Task details: For this exercise, write out exactly the lines of the material from the one containing "pub async fn" through the end, both ends included, and nothing more.

──────── Materials provided ────────

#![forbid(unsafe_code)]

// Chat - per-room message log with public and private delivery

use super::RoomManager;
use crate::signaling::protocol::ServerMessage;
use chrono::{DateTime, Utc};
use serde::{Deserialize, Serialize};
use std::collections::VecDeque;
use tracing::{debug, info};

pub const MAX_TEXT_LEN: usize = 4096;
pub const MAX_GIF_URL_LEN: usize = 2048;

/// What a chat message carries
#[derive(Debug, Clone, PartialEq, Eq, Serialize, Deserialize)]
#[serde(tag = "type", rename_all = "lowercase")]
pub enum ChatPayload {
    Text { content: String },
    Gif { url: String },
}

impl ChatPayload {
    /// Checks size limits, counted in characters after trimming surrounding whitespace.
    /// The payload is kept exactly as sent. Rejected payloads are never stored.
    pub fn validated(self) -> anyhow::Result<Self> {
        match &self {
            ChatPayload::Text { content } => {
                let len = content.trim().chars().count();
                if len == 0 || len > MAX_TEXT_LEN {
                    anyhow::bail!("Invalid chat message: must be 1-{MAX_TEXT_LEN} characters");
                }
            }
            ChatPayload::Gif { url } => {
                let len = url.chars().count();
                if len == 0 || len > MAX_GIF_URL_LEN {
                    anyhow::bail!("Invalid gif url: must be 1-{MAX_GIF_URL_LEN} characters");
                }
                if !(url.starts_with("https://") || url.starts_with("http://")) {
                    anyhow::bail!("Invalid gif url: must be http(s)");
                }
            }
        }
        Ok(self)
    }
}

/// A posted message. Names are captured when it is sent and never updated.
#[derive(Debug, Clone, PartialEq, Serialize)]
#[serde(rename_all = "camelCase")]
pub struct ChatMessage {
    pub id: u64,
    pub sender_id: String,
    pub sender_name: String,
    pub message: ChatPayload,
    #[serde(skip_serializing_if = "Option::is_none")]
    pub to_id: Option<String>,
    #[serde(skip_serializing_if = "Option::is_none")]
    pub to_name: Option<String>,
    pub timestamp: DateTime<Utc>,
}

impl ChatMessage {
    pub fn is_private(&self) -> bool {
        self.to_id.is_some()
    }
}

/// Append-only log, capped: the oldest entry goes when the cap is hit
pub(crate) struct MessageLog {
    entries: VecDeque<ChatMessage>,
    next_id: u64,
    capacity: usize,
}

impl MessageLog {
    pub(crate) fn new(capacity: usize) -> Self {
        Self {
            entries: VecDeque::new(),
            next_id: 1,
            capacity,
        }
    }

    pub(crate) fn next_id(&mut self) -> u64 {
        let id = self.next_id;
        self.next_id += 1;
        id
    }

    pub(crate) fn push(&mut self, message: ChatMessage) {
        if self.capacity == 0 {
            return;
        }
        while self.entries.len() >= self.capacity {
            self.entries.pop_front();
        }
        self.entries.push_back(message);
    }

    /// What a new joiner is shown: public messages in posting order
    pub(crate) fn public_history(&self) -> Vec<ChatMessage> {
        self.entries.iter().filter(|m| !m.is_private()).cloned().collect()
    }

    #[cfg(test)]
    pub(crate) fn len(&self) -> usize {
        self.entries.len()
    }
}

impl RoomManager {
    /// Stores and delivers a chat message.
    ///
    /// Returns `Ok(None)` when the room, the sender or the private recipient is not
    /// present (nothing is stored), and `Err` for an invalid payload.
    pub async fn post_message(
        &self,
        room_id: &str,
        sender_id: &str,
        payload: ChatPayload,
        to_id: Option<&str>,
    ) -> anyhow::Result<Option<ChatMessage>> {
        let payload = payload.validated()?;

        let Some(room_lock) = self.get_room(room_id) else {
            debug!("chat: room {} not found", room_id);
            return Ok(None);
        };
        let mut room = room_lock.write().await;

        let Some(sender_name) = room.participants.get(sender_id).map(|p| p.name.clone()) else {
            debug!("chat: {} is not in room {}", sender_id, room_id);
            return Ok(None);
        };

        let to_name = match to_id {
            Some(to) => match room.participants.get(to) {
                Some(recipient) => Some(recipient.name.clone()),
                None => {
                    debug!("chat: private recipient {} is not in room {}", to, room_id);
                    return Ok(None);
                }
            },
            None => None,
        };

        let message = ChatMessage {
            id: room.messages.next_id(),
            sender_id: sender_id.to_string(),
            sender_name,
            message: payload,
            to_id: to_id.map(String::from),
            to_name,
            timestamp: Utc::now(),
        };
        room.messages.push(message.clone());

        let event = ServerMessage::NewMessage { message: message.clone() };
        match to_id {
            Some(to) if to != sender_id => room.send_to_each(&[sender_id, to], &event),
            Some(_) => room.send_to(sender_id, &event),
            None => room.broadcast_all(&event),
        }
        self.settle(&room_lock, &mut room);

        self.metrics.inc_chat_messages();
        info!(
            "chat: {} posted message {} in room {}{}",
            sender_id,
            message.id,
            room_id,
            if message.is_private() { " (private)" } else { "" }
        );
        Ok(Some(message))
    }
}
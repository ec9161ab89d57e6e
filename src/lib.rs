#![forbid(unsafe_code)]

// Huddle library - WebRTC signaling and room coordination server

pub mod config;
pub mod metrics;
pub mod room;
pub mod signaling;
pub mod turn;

────────

Solution to the exercise:
    pub async fn post_message(
        &self,
        room_id: &str,
        sender_id: &str,
        payload: ChatPayload,
        to_id: Option<&str>,
    ) -> anyhow::Result<Option<ChatMessage>> {
        let payload = payload.validated()?;

        let Some(room_lock) = self.get_room(room_id) else {
            debug!("chat: room {} not found", room_id);
            return Ok(None);
        };
        let mut room = room_lock.write().await;

        let Some(sender_name) = room.participants.get(sender_id).map(|p| p.name.clone()) else {
            debug!("chat: {} is not in room {}", sender_id, room_id);
            return Ok(None);
        };

        let to_name = match to_id {
            Some(to) => match room.participants.get(to) {
                Some(recipient) => Some(recipient.name.clone()),
                None => {
                    debug!("chat: private recipient {} is not in room {}", to, room_id);
                    return Ok(None);
                }
            },
            None => None,
        };

        let message = ChatMessage {
            id: room.messages.next_id(),
            sender_id: sender_id.to_string(),
            sender_name,
            message: payload,
            to_id: to_id.map(String::from),
            to_name,
            timestamp: Utc::now(),
        };
        room.messages.push(message.clone());

        let event = ServerMessage::NewMessage { message: message.clone() };
        match to_id {
            Some(to) if to != sender_id => room.send_to_each(&[sender_id, to], &event),
            Some(_) => room.send_to(sender_id, &event),
            None => room.broadcast_all(&event),
        }
        self.settle(&room_lock, &mut room);

        self.metrics.inc_chat_messages();
        info!(
            "chat: {} posted message {} in room {}{}",
            sender_id,
            message.id,
            room_id,
            if message.is_private() { " (private)" } else { "" }
        );
        Ok(Some(message))
    }
}
repository ec9161ab89d57e6e
filename src/lib.rs
#![forbid(unsafe_code)]

// Huddle library - WebRTC signaling and room coordination server

pub mod config;
pub mod metrics;
pub mod room;
pub mod signaling;
pub mod turn;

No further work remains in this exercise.